Tudo o que fisga a atenção do brasileiro passa pela TV ou é emanado da tela, de modo que é impossível dissociar os interesses da vida real das cenas que compõem os bastidores e o foco das câmeras.

Em 2022, a TV nos deu "Pantanal", novela de Benedito Ruy Barbosa de mais de três décadas atrás, refeita por seu neto Bruno Luperi. O enredo gerou muita conversa boa a partir dos temas ali abordados, dos estragos ao meio ambiente às músicas executadas, embalando discussões sobre misoginia, machismo, homofobia e corrupção com um elenco afiadíssimo.

Os reality shows perderam engajamento em relação aos anos anteriores, talvez porque o grande paredão da vez tenha acontecido mesmo na seara política das eleições, com intrigas, conchavos e pirotecnia fora do alcance da imaginação de qualquer produtor ou roteirista.

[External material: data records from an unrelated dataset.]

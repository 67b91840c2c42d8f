//! Configuration for ripple-studio.
//!
//! Loaded from `~/.config/ripple-studio/config.toml` (`$XDG_CONFIG_HOME`
//! respected), written with defaults on first launch. CLI flags override
//! file values; see `main.rs`.

use std::path::{Path, PathBuf};

use anyhow::{Context, Result};
use serde::{Deserialize, Serialize};
use tracing::warn;
use url::Url;

// ---------------------------------------------------------------------------
// Values
// ---------------------------------------------------------------------------

#[derive(Debug, Clone, Serialize, Deserialize)]
#[serde(default)]
pub struct Config {
    pub channel: ChannelConfig,
    pub backend: BackendConfig,
}

#[derive(Debug, Clone, Serialize, Deserialize)]
#[serde(default)]
pub struct ChannelConfig {
    /// WebSocket endpoint of the playback backend.
    pub endpoint: String,
    /// Seconds between reconnect attempts.
    pub reconnect_secs: u64,
}

#[derive(Debug, Clone, Serialize, Deserialize)]
#[serde(default)]
pub struct BackendConfig {
    /// Listen address for `ripple-studio backend`.
    pub listen: String,
    /// Fraction of play requests the admission policy rejects.
    pub reject_rate: f64,
}

impl Default for Config {
    fn default() -> Self {
        Self {
            channel: ChannelConfig::default(),
            backend: BackendConfig::default(),
        }
    }
}

impl Default for ChannelConfig {
    fn default() -> Self {
        Self {
            endpoint: "ws://127.0.0.1:9310".to_string(),
            reconnect_secs: 3,
        }
    }
}

impl Default for BackendConfig {
    fn default() -> Self {
        Self {
            listen: "127.0.0.1:9310".to_string(),
            reject_rate: 0.0,
        }
    }
}

/// Endpoint must be a ws:// or wss:// URL.
pub fn validate_endpoint(endpoint: &str) -> Result<()> {
    let url = Url::parse(endpoint)
        .with_context(|| format!("invalid endpoint URL: {endpoint}"))?;
    match url.scheme() {
        "ws" | "wss" => Ok(()),
        other => anyhow::bail!("endpoint must use ws:// or wss://, got {other}://"),
    }
}

// ---------------------------------------------------------------------------
// Paths and file I/O
// ---------------------------------------------------------------------------

/// Return the config directory: `~/.config/ripple-studio/`.
///
/// Uses `$XDG_CONFIG_HOME` if set, otherwise `$HOME/.config/ripple-studio/`.
pub fn config_dir() -> PathBuf {
    if let Ok(xdg) = std::env::var("XDG_CONFIG_HOME") {
        let mut p = PathBuf::from(xdg);
        p.push("ripple-studio");
        return p;
    }
    let home = std::env::var("HOME")
        .map(PathBuf::from)
        .unwrap_or_else(|_| PathBuf::from("/tmp"));
    let mut p = home;
    p.push(".config");
    p.push("ripple-studio");
    p
}

pub fn config_path() -> PathBuf {
    let mut p = config_dir();
    p.push("config.toml");
    p
}

pub fn default_toml_content() -> String {
    toml::to_string_pretty(&Config::default()).unwrap_or_default()
}

/// Write the default config if the file does not already exist. Creates
/// parent directories as needed.
pub fn ensure_default(path: &Path) {
    if path.exists() {
        return;
    }
    if let Some(parent) = path.parent() {
        if let Err(e) = std::fs::create_dir_all(parent) {
            warn!(target: "config", "failed to create config dir {}: {e}", parent.display());
            return;
        }
    }
    if let Err(e) = std::fs::write(path, default_toml_content()) {
        warn!(target: "config", "failed to write default config at {}: {e}", path.display());
    }
}

pub fn load(path: &Path) -> Result<Config> {
    let content = std::fs::read_to_string(path)
        .with_context(|| format!("failed to read config at {}", path.display()))?;
    toml::from_str(&content)
        .with_context(|| format!("failed to parse config at {}", path.display()))
}

/// Load the config at `path`, falling back to defaults (with a warning) if
/// it is missing or malformed.
pub fn load_or_default(path: &Path) -> Config {
    match load(path) {
        Ok(config) => config,
        Err(e) => {
            warn!(target: "config", "{e:#}; using defaults");
            Config::default()
        }
    }
}
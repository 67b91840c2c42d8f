//! Strategy hub seam.
//!
//! The remote computation service that stores and deploys strategies is an
//! external collaborator; only the interface the workbench consumes is
//! defined here. `NullHub` is the no-backend default used by the binary.

use anyhow::Result;

/// Operations the studio needs from a strategy hub.
pub trait StrategyHub: Send {
    /// Push the current strategy text under a name.
    fn submit(&mut self, name: &str, text: &str) -> Result<()>;
    /// Names of strategies known to the hub.
    fn list(&self) -> Result<Vec<String>>;
    /// Put the named strategy on top of the deployment stack.
    fn deploy(&mut self, name: &str) -> Result<()>;
}

/// Hub used when no service is configured: remembers submissions locally so
/// the console's `strategies` listing still works.
#[derive(Default)]
pub struct NullHub {
    names: Vec<String>,
}

impl NullHub {
    pub fn new() -> Self {
        Self::default()
    }
}

impl StrategyHub for NullHub {
    fn submit(&mut self, name: &str, _text: &str) -> Result<()> {
        if !self.names.iter().any(|n| n == name) {
            self.names.push(name.to_string());
        }
        Ok(())
    }

    fn list(&self) -> Result<Vec<String>> {
        Ok(self.names.clone())
    }

    fn deploy(&mut self, _name: &str) -> Result<()> {
        Ok(())
    }
}
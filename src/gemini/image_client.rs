use super::transport::{GenerationTransport, TransportError};
use crate::{
    config::Config,
    credentials::mask_key,
    error::{HatError, Result},
    models::{
        Content, GenerateContentRequest, GenerateContentResponse, GenerationRequest,
        GenerationResult, ImageAsset, Part,
    },
};
use base64::{engine::general_purpose::STANDARD as BASE64, Engine as _};
use std::sync::Arc;

#[derive(Clone)]
pub struct ImageClient {
    transport: Arc<dyn GenerationTransport>,
    model: String,
}

impl ImageClient {
    pub fn new(transport: Arc<dyn GenerationTransport>, model: impl Into<String>) -> Self {
        Self {
            transport,
            model: model.into(),
        }
    }

    pub fn from_config(config: &Config) -> Result<Self> {
        let transport = super::transport::HttpTransport::new(config)?;
        Ok(Self::new(Arc::new(transport), config.model.clone()))
    }

    pub fn model(&self) -> &str {
        &self.model
    }

    /// Asks the model to put the hat on. An empty key fails before any network call.
    pub async fn generate(&self, image: &ImageAsset, api_key: &str) -> Result<GenerationResult> {
        let request = GenerationRequest::new(image.clone(), api_key.trim())?;
        let body = build_request_body(&request);

        log::info!(
            "Generating with model {} ({} {}x{}, key {})",
            self.model,
            image.mime_type(),
            image.width(),
            image.height(),
            mask_key(request.api_key())
        );

        let response = self
            .transport
            .generate_content(&self.model, request.api_key(), &body)
            .await
            .map_err(classify_transport_error)?;

        extract_image(&response)
    }
}

/// Inline image first, instruction second.
pub fn build_request_body(request: &GenerationRequest) -> GenerateContentRequest {
    let image = request.image();
    GenerateContentRequest {
        contents: vec![Content {
            role: Some("user".to_string()),
            parts: vec![
                Part::inline(image.mime_type(), image.to_base64()),
                Part::text(request.instruction()),
            ],
        }],
    }
}

/// First inline image in the first candidate, in part order.
pub fn extract_image(response: &GenerateContentResponse) -> Result<GenerationResult> {
    let inline = response
        .candidates
        .first()
        .and_then(|candidate| candidate.content.as_ref())
        .and_then(|content| {
            content
                .parts
                .iter()
                .filter_map(|part| part.inline_data.as_ref())
                .find(|inline| !inline.data.is_empty())
        })
        .ok_or(HatError::NoImageReturned)?;

    let bytes = BASE64
        .decode(inline.data.trim().as_bytes())
        .map_err(|e| HatError::GenerationFailed(format!("image payload is not valid base64: {}", e)))?;
    log::info!(
        "Model returned {} bytes of {}",
        bytes.len(),
        if inline.mime_type.is_empty() { "image data" } else { inline.mime_type.as_str() }
    );
    Ok(GenerationResult::new(bytes))
}

/// 400/401/403, or any message about the API key, means the credential is at fault.
pub fn classify_transport_error(err: TransportError) -> HatError {
    let message_lower = err.message.to_ascii_lowercase();
    let credential_status = matches!(err.status, Some(400) | Some(401) | Some(403));
    let mentions_key = message_lower.contains("api key") || message_lower.contains("api_key");

    if credential_status || mentions_key {
        HatError::InvalidCredential(err.to_string())
    } else if err.message.is_empty() {
        HatError::GenerationFailed("error while generating the image".into())
    } else {
        HatError::GenerationFailed(err.to_string())
    }
}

A indústria aquecida pelo streaming nos contemplou com vários exemplares de um gênero até bem pouco tempo desprezado pelo hábito brasileiro: o documentário, das biografias ao gênero true crime.

A partida do gênio Jô Soares nos alertou para o risco de a TV estar perdendo a graça, e a volta de Marcelo Adnet ao ar só na hora do futebol sublinhou que esta mesma TV já foi bem mais disposta a rir de tudo e de todos.

A Copa do Mundo fechou um ano de grandes emoções. Mesmo quem se recusa a misturar esporte, política e religião não conseguiu ficar imune a essa miscelânea.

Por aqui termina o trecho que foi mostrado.